BEGIN

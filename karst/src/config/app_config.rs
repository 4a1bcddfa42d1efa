use std::path::{Path, PathBuf};

use anyhow::{Context, Result};
use serde::{Deserialize, Serialize};

use karst_script::DEFAULT_FRAME_INTERVAL_MS;

use crate::config::logger_config::LoggerConfig;

/// Main configuration used to configure the engine.
/// Please use [`AppConfigBuilder`] if you want to build it from code.
#[derive(Debug, Serialize, Deserialize, Clone)]
pub struct AppConfig {
    /// Name of the application.
    pub(crate) app_name: String,
    /// Directory holding the `.ksc` script resources.
    pub(crate) data_dir: PathBuf,
    /// Directory holding the `.ksv` save bank.
    pub(crate) save_dir: PathBuf,
    /// Frame cadence in milliseconds.
    pub(crate) frame_interval_ms: u64,
    /// Logger configuration to use.
    pub(crate) logger: Option<LoggerConfig>,
}

impl Default for AppConfig {
    fn default() -> Self {
        Self {
            app_name: "karst".to_string(),
            data_dir: PathBuf::from("data"),
            save_dir: PathBuf::from("saves"),
            frame_interval_ms: DEFAULT_FRAME_INTERVAL_MS,
            logger: Some(Default::default()),
        }
    }
}

impl AppConfig {
    /// Read the configuration file, or write the defaults there if it does
    /// not exist yet so the user has something to edit.
    pub fn load_or_create(path: impl AsRef<Path>) -> Result<Self> {
        let path = path.as_ref();
        if path.exists() {
            let text = std::fs::read_to_string(path)
                .with_context(|| format!("reading {}", path.display()))?;
            serde_json::from_str(&text).with_context(|| format!("parsing {}", path.display()))
        } else {
            let config = Self::default();
            let text = serde_json::to_string_pretty(&config)?;
            std::fs::write(path, text)
                .with_context(|| format!("writing default {}", path.display()))?;
            Ok(config)
        }
    }
}

/// `AppConfigBuilder` is a convenience builder to create an `AppConfig` from code.
pub struct AppConfigBuilder {
    config: AppConfig,
}

impl AppConfigBuilder {
    /// Create a new `AppConfigBuilder` builder
    pub fn new() -> Self {
        Self { config: Default::default() }
    }

    /// Sets the app name, used for the log banner
    pub fn with_app_name(mut self, app_name: String) -> Self {
        self.config.app_name = app_name;
        self
    }

    /// Sets the script resource directory
    pub fn with_data_dir(mut self, dir: impl Into<PathBuf>) -> Self {
        self.config.data_dir = dir.into();
        self
    }

    /// Sets the save bank directory
    pub fn with_save_dir(mut self, dir: impl Into<PathBuf>) -> Self {
        self.config.save_dir = dir.into();
        self
    }

    /// Sets the frame cadence
    pub fn with_frame_interval_ms(mut self, ms: u64) -> Self {
        self.config.frame_interval_ms = ms;
        self
    }

    /// Sets the logger configuration for the application
    pub fn with_logger_config(mut self, logger_config: LoggerConfig) -> Self {
        self.config.logger = Some(logger_config);
        self
    }

    /// Retrieves the configuration built
    pub fn get(self) -> AppConfig {
        self.config
    }
}

impl Default for AppConfigBuilder {
    fn default() -> Self {
        Self::new()
    }
}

END

| WHAT IS EXPECTED |
Among the lines above, count those that include the word "format". Give only the result.

| RESULT FOR THIS TASK |
3